### [Task]
Please find every line of the listing below where "BackfillResponse" occurs and copy it.

### [Records for this task]
== Segment start ==

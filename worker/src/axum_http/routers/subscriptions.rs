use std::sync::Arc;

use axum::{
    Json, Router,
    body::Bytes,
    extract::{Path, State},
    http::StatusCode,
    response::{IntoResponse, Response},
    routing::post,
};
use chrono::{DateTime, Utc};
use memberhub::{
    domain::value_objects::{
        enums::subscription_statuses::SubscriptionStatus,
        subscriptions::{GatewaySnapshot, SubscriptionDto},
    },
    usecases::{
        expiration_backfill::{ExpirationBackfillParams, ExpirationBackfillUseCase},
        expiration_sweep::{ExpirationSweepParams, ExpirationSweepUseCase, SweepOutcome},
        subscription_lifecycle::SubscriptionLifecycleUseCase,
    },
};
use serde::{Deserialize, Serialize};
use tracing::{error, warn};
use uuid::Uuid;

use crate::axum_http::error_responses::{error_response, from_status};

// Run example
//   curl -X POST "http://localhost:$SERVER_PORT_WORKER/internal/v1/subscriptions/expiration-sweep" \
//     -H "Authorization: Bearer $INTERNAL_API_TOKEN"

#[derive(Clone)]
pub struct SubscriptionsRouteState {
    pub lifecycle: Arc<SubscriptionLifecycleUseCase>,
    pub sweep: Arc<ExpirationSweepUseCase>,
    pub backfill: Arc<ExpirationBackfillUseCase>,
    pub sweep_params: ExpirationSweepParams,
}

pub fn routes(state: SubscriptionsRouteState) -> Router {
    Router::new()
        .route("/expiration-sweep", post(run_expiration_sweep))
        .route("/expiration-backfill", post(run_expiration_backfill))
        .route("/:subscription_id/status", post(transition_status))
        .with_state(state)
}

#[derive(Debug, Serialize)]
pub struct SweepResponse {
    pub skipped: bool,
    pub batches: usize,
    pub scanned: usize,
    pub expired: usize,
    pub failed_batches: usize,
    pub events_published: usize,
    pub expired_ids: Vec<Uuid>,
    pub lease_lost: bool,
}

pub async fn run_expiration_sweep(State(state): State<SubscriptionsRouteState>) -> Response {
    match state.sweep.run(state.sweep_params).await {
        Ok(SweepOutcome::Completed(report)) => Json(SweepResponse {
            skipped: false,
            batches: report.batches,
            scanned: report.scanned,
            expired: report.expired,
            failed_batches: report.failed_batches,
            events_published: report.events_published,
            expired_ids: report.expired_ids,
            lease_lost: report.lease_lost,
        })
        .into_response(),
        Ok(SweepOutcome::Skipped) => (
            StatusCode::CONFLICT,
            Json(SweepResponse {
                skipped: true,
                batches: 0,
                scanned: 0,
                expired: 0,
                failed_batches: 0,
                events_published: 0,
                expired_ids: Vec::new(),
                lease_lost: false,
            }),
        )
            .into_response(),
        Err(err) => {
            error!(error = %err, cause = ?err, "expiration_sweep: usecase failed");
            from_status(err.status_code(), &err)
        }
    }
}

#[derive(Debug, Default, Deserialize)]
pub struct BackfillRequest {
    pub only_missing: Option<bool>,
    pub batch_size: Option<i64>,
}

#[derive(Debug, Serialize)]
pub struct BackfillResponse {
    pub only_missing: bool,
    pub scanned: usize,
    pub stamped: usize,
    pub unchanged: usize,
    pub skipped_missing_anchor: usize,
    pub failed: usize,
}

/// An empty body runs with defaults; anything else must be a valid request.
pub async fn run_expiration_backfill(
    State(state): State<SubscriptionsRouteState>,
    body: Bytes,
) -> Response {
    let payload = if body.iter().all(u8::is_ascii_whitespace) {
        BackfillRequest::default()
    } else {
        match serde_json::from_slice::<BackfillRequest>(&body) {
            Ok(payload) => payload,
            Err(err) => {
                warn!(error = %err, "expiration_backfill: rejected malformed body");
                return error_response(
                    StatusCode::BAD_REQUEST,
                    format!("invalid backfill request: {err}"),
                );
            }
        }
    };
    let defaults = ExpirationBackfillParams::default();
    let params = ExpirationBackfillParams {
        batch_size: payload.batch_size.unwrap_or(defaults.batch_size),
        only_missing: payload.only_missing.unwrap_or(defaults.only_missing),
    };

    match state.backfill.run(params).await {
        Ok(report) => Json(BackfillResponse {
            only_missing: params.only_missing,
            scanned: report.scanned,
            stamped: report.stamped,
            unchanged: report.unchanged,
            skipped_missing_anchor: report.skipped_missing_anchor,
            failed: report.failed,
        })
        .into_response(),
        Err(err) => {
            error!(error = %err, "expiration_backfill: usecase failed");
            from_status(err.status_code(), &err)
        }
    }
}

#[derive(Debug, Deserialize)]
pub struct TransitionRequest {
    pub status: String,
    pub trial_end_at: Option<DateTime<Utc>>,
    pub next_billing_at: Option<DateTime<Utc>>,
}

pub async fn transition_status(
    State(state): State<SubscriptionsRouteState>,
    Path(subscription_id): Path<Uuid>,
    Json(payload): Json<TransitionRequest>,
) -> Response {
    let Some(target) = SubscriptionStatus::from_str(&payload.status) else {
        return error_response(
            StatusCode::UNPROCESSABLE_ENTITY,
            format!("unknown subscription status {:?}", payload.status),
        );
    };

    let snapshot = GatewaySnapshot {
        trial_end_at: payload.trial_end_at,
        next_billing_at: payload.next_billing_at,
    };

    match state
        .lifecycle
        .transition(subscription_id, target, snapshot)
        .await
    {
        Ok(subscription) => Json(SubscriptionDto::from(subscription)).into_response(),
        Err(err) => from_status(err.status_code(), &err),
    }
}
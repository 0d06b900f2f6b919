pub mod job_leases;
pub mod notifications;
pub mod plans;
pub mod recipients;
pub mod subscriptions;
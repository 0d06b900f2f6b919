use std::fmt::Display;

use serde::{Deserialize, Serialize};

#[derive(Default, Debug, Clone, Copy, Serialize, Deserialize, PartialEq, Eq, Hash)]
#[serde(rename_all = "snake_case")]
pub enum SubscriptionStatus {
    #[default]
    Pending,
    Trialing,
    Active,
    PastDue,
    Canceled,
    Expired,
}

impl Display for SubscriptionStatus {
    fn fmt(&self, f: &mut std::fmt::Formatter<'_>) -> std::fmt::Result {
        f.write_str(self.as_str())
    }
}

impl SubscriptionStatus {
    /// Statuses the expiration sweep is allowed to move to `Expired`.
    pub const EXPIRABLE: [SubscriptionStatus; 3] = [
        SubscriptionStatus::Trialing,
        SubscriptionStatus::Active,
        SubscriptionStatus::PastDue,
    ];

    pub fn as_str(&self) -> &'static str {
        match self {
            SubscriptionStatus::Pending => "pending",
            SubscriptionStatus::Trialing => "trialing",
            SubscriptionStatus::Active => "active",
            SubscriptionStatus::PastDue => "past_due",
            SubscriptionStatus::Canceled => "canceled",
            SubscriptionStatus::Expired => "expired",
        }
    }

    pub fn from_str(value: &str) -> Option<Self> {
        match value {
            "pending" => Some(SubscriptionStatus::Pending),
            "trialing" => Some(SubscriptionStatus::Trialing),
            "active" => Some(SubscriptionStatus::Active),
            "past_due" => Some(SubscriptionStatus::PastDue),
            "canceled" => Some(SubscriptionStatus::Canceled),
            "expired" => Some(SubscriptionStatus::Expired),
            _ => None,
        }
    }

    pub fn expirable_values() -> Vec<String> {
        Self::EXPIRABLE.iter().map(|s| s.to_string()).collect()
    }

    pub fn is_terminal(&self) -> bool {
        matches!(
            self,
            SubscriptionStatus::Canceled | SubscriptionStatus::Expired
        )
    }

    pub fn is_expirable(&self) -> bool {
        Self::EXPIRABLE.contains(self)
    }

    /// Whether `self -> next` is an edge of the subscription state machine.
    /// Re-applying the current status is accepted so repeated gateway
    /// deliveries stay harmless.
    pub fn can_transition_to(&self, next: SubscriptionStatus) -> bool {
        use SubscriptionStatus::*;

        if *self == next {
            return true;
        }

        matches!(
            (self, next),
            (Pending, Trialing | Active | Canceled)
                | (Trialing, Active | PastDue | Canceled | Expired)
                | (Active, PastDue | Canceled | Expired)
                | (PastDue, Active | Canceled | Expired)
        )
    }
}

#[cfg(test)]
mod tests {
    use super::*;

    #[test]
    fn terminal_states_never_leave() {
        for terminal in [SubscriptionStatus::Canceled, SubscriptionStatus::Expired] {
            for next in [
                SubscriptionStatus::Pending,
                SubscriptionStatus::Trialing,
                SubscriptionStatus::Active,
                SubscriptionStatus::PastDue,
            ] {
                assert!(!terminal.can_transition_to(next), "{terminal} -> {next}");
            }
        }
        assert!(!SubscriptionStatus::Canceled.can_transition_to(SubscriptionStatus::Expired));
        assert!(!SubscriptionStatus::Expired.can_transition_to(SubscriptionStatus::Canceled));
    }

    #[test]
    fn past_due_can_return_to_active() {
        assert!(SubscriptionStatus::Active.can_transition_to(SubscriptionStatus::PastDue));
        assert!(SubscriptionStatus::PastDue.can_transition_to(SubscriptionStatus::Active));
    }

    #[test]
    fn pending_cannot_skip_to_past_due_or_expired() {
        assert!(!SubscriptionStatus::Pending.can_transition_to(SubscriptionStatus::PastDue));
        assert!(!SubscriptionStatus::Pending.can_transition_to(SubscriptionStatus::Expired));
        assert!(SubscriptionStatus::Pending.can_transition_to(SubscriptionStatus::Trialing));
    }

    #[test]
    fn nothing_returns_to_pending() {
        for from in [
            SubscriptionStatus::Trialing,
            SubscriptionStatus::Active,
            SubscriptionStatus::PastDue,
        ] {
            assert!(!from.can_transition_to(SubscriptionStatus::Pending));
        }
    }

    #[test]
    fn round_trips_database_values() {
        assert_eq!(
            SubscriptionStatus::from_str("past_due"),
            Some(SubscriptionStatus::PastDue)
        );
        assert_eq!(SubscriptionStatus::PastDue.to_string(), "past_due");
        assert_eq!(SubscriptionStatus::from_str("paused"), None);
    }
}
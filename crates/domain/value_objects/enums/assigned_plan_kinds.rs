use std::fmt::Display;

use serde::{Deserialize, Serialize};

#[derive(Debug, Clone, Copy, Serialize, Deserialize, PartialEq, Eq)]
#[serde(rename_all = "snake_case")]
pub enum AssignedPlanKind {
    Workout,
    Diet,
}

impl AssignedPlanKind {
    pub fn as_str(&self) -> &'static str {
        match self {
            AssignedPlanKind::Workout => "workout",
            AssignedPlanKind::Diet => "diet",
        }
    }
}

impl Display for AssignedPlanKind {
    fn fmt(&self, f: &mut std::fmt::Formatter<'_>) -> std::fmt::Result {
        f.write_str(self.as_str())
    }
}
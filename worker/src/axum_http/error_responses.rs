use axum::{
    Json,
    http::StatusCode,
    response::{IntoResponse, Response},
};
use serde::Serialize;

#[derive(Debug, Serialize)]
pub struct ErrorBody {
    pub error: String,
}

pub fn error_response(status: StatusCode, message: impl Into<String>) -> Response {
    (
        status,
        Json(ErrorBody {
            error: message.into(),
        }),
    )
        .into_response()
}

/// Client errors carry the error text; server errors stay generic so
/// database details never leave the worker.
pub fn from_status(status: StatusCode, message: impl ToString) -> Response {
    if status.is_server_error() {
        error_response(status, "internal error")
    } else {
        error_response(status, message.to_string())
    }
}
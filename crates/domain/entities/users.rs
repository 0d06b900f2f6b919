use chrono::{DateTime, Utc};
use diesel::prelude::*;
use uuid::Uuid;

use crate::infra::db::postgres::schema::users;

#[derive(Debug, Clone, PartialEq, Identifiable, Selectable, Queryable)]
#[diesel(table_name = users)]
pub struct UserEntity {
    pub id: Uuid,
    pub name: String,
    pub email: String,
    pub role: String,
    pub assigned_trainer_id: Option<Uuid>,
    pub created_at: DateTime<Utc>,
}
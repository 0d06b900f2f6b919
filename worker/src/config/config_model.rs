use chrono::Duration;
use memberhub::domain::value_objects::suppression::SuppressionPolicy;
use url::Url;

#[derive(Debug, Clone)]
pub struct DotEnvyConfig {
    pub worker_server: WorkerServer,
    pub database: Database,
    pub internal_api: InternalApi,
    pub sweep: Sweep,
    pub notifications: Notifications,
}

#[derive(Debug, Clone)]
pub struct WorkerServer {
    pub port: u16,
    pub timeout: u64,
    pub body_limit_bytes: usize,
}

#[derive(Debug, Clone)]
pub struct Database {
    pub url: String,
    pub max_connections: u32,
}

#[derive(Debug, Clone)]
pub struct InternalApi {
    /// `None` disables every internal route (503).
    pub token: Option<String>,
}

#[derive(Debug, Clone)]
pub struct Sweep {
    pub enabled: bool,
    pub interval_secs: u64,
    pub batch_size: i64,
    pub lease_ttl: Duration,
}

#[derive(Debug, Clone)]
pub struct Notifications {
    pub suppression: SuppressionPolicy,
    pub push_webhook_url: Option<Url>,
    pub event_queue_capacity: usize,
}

== Segment end ==

### [Response to the task]
pub struct BackfillResponse {
        Ok(report) => Json(BackfillResponse {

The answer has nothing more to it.